Este orden externo también fomenta un modo de ser correspondiente dentro de nosotros. Llegamos a entender nuestra propia experiencia de acuerdo con la lógica del orden tecnoeconómico. Suponemos que nuestro valor está ligado a nuestra productividad. Entramos en una relación de confrontación con el tiempo. Desarrollamos un disgusto por el descanso. Olvidamos cómo jugar. Nuestras relaciones se instrumentalizan. El mundo se convierte para nosotros, en la memorable frase de Hartmut Rosa, en nada más que una serie de puntos de agresión, «todo lo que hay que resolver, atender, dominar, completar, resolver, quitar de en medio». En este modo, siempre aprovecharemos la promesa de ahorrar tiempo, por hueca que sea, y nuestra vida estará gobernada por la tiranía de las tareas insignificantes porque nunca haremos algo por sí mismo. Y será así porque el orden al que estamos conformando nuestra propia vida interior es un orden gobernado por ídolos, por tomar prestado un concepto religioso, que no tienen interés en nuestro bienestar, ídolos invocados por los nombres Productividad, Optimización, Eficiencia y Beneficio.
La pregunta, entonces, es esta: ¿cómo rechazamos esta tiranía y abrazamos en su lugar una forma de vida que nos haga plausible hablar de lo que Borgmann llamó fidelidad a las tareas diarias?
A continuación, ofreceré algunas sugerencias, pero agradeceré tus propias reflexiones sobre el tema en los comentarios que encontrarás más abajo, que abriré a todos los lectores para esta ocasión.

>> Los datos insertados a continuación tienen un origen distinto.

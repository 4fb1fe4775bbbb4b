use std::collections::HashMap;
use std::sync::atomic::{AtomicBool, AtomicU64, Ordering};
use std::sync::{Arc, Mutex, MutexGuard, Weak};
use std::time::Duration;
use tokio::sync::broadcast::{self, error::RecvError};
use tokio::task::JoinHandle;
use tracing::{debug, info, warn};
use crate::domain::models::notification::Notification;

const HUB_CAPACITY: usize = 256;

/// Fan-in point for freshly inserted notification rows.
pub struct NotificationHub {
    sender: broadcast::Sender<Notification>,
}

impl NotificationHub {
    pub fn new() -> Self {
        let (sender, _) = broadcast::channel(HUB_CAPACITY);
        Self { sender }
    }

    pub fn publish(&self, notification: &Notification) {
        // No receivers just means nobody is connected right now.
        let receivers = self.sender.send(notification.clone()).unwrap_or(0);
        debug!(notification_id = %notification.id, receivers, "Published notification");
    }

    pub fn subscribe(&self) -> broadcast::Receiver<Notification> {
        self.sender.subscribe()
    }
}

impl Default for NotificationHub {
    fn default() -> Self {
        Self::new()
    }
}

pub type NotificationCallback = Arc<dyn Fn(Notification) + Send + Sync>;

#[derive(Debug, Clone, Copy, PartialEq, Eq)]
pub enum SubscriptionState {
    Idle,
    Subscribing,
    Subscribed,
    Closing,
}

struct ActiveSubscription {
    generation: u64,
    state: Arc<Mutex<SubscriptionState>>,
    callback: Arc<Mutex<Option<NotificationCallback>>>,
    task: JoinHandle<()>,
}

impl ActiveSubscription {
    /// Synchronous: once this returns the callback can no longer be invoked.
    fn teardown(self) {
        *lock(&self.state) = SubscriptionState::Closing;
        lock(&self.callback).take();
        self.task.abort();
        *lock(&self.state) = SubscriptionState::Idle;
    }
}

/// Per-recipient push channel. At most one live subscription per user;
/// delivery is at-most-once, durability lives in the notification table.
pub struct RealtimeChannel {
    hub: Arc<NotificationHub>,
    debounce: Duration,
    subscriptions: Mutex<HashMap<String, ActiveSubscription>>,
    next_generation: AtomicU64,
}

impl RealtimeChannel {
    pub fn new(hub: Arc<NotificationHub>, debounce: Duration) -> Arc<Self> {
        Arc::new(Self {
            hub,
            debounce,
            subscriptions: Mutex::new(HashMap::new()),
            next_generation: AtomicU64::new(1),
        })
    }

    /// Replaces any existing subscription for `user_id`. The channel opens after the
    /// debounce delay; a replacement within that window never opens the older one.
    /// `on_insert` runs under the subscription lock and must not call back into the channel.
    pub fn subscribe(self: &Arc<Self>, user_id: &str, on_insert: NotificationCallback) -> SubscriptionHandle {
        let generation = self.next_generation.fetch_add(1, Ordering::Relaxed);
        let state = Arc::new(Mutex::new(SubscriptionState::Subscribing));
        let callback = Arc::new(Mutex::new(Some(on_insert)));

        let mut subscriptions = lock(&self.subscriptions);
        if let Some(previous) = subscriptions.remove(user_id) {
            debug!(user_id, generation = previous.generation, "Tearing down previous subscription");
            previous.teardown();
        }

        let task = tokio::spawn(run_subscription(
            self.hub.clone(),
            self.debounce,
            user_id.to_string(),
            state.clone(),
            callback.clone(),
        ));

        subscriptions.insert(user_id.to_string(), ActiveSubscription { generation, state, callback, task });

        SubscriptionHandle {
            channel: Arc::downgrade(self),
            user_id: user_id.to_string(),
            generation,
            closed: AtomicBool::new(false),
        }
    }

    /// Swaps the consumer without reopening the channel.
    pub fn set_callback(&self, user_id: &str, on_insert: NotificationCallback) -> bool {
        let subscriptions = lock(&self.subscriptions);
        match subscriptions.get(user_id) {
            Some(active) => {
                let mut slot = lock(&active.callback);
                if slot.is_some() {
                    *slot = Some(on_insert);
                    true
                } else {
                    false
                }
            }
            None => false,
        }
    }

    pub fn state_of(&self, user_id: &str) -> SubscriptionState {
        lock(&self.subscriptions)
            .get(user_id)
            .map(|active| *lock(&active.state))
            .unwrap_or(SubscriptionState::Idle)
    }

    fn release(&self, user_id: &str, generation: u64) {
        let mut subscriptions = lock(&self.subscriptions);
        let is_current = subscriptions.get(user_id).is_some_and(|a| a.generation == generation);
        if is_current && let Some(active) = subscriptions.remove(user_id) {
            active.teardown();
            debug!(user_id, generation, "Subscription released");
        }
    }
}

async fn run_subscription(
    hub: Arc<NotificationHub>,
    debounce: Duration,
    user_id: String,
    state: Arc<Mutex<SubscriptionState>>,
    callback: Arc<Mutex<Option<NotificationCallback>>>,
) {
    tokio::time::sleep(debounce).await;

    let mut receiver = hub.subscribe();
    {
        let mut current = lock(&state);
        if *current != SubscriptionState::Subscribing {
            return;
        }
        *current = SubscriptionState::Subscribed;
    }
    info!(user_id = %user_id, "Realtime subscription open");

    loop {
        match receiver.recv().await {
            Ok(notification) => {
                // Server-side filter: the channel is scoped to one recipient.
                if notification.recipient_id != user_id {
                    continue;
                }
                let slot = lock(&callback);
                match slot.as_ref() {
                    Some(deliver) => deliver(notification),
                    None => break,
                }
            }
            Err(RecvError::Lagged(skipped)) => {
                warn!(user_id = %user_id, skipped, "Realtime subscriber lagged; missed rows are recovered by the next list fetch");
            }
            Err(RecvError::Closed) => {
                warn!(user_id = %user_id, "Realtime transport closed");
                lock(&callback).take();
                *lock(&state) = SubscriptionState::Idle;
                break;
            }
        }
    }
}

/// Dropping the handle unsubscribes. Unsubscribing is idempotent and never
/// affects a newer subscription for the same user.
pub struct SubscriptionHandle {
    channel: Weak<RealtimeChannel>,
    user_id: String,
    generation: u64,
    closed: AtomicBool,
}

impl SubscriptionHandle {
    pub fn unsubscribe(&self) {
        if self.closed.swap(true, Ordering::SeqCst) {
            return;
        }
        if let Some(channel) = self.channel.upgrade() {
            channel.release(&self.user_id, self.generation);
        }
    }

    pub fn user_id(&self) -> &str {
        &self.user_id
    }
}

impl Drop for SubscriptionHandle {
    fn drop(&mut self) {
        self.unsubscribe();
    }
}

fn lock<T>(mutex: &Mutex<T>) -> MutexGuard<'_, T> {
    mutex.lock().unwrap_or_else(|poisoned| poisoned.into_inner())
}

Creo que empieza con una serie de rechazos. Un rechazo a someterse irreflexivamente a los ídolos. Puede que no esté en nuestro poder derrocarlos por completo, pero ciertamente podemos negarles el hechizo que pueden tener sobre nuestra imaginación moral. Podemos reconocer el vacío de sus promesas. Podemos verlos como lo que son: un esfuerzo desvergonzado por alinear nuestros deseos con los objetivos de un sistema que no se preocupa por nosotros. La promesa de ahorrar tiempo perderá su atractivo tan pronto como las suposiciones y valores subyacentes que la sustentaban pierdan su condición de algo dado por sentado. Como siempre, te animo a que te hagas la pregunta aparentemente estúpida: ¿Por qué debería ser productivo? ¿Por qué debería hacer algo más rápido? ¿Por qué es buena la eficiencia? Quizá obtengas buenas respuestas afirmativas. Quizá descubras una realidad más compleja que nos obliga a pensar de forma más crítica y a actuar con más cautela.
En segundo lugar, debemos sospechar de la presunción de que la forma en que se hace algo es indiferente y que lo que realmente importa es solo el resultado o el producto final. Esta presunción sostiene la creencia de que cualquier parte de un proceso o práctica puede automatizarse o eliminarse sin afectar o poner en peligro la integridad de toda la empresa, en parte porque implica la creencia de que lo único que importa es el resultado del proceso y no el significado del proceso o cómo nos moldea. En determinadas circunstancias, puede que sea cierto que la forma en que se hace algo sea relativamente poco importante, pero esto está lejos de ser cierto en todos los casos. Mientras que el orden tecnoeconómico solo conoce resultados cuantificables y productos medibles, gran parte de lo que en última instancia importa, lo que es de mayor preocupación humana, se manifiesta en las formas particulares e idiosincrásicas en que perseguimos nuestros objetivos, en las formas en que estamos involucrados, invertidos y comprometidos en las tareas que componen nuestros días.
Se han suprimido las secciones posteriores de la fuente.